God's Secret Courtyard
Discover a world of incredible natural wonders at Plataran L’Harmonie – West Bali National Park, spread across 382 hectares in the Buleleng Regency at the northwest tip of Bali.
The west bali national park was established in 1941 to protect the area’s rich flora and fauna, most notably the endangered Bali Starling bird and the last remaining wild banteng. Its dense biodiversity encompasses many distinct ecosystems – from primary monsoon, mangrove and lowland rain forests, to savanna and seagrass landscapes, as well as shallow and deep-sea waters with sandy beaches and coral reefs.
Plataran L’Harmonie works with the local community to drive community development: the three layer system programme supports local farmers by introducing a sustainable and productive agricultural system and promotion a long-lasting partnership; the Bokashi Fertilizer Production programme produces an organic fertilizer from horse manure and provides it freely to local farmers; and the Love Nature Education Programme provides environment education in seven elementary schools around the west bali national park.
Visitors are welcome to learn about and participate in Plataran L’Harmonie’s conservation efforts: the Scientific Education and Research Centre (SERC), a unique learning environment to share knowledge about the preservation of biodiversity, community development sustainability, and cultural diversity Plataran Bali Starling Sanctuary, a conservation facility for the critically endangered Bali Starling; and an Endemic Tree Planting Programme that nurtures the native ecosystem that is fast disappearing in other parts of the island.
The majority of the national park consists of monsoon forest filled with dense evergreen diadem and wild grasses. Moreover, the west bali national park has over 175 species of flora, of which 14 varieties are endangered.

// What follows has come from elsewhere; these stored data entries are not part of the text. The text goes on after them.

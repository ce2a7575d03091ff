pub mod jsonl;

use std::path::{Path, PathBuf};

use tb_core::source::PartitionId;

pub use jsonl::JsonlPartitionReader;

/// File backing one partition of a `jsonl://` topic directory:
/// `<dir>/<topic>-<partition>.jsonl`.
pub fn partition_path(dir: &Path, topic: &str, partition: PartitionId) -> PathBuf {
    dir.join(format!("{topic}-{partition}.jsonl"))
}

#[cfg(test)]
mod tests {
    use super::*;

    #[test]
    fn partition_file_naming() {
        assert_eq!(
            partition_path(Path::new("/data"), "events", 2),
            PathBuf::from("/data/events-2.jsonl")
        );
    }
}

With its unique topography, of the park is home to a diverse array of fauna. There are over 167 species of birds, including the endangered Bali Starling. Other protected fauna in the area include: the scaly anteater or Sunda Pangolin (Manis javanica), the black giant squirrel (Ratufa bicolour), the Malayan Porcupine (Hystrix brachyura), the marbled cat (Felis marmorata), the Javan rusa or ‘menjangan’ (Cervus timorensis), the banteng or wild cattle (Bos javanicus), the mouse deer or kancil (Trangulus javanicus), the water monitor (Varanus salvator), and the Olive ridley sea turtle (Lepidochelys olivaceae)
Marine Protected Area
The marine area is a place of high bio diversity with over 110 species of coral belonging to 18 families, including 22 species of the mushroom coral family, and 27 species of Acropora coral.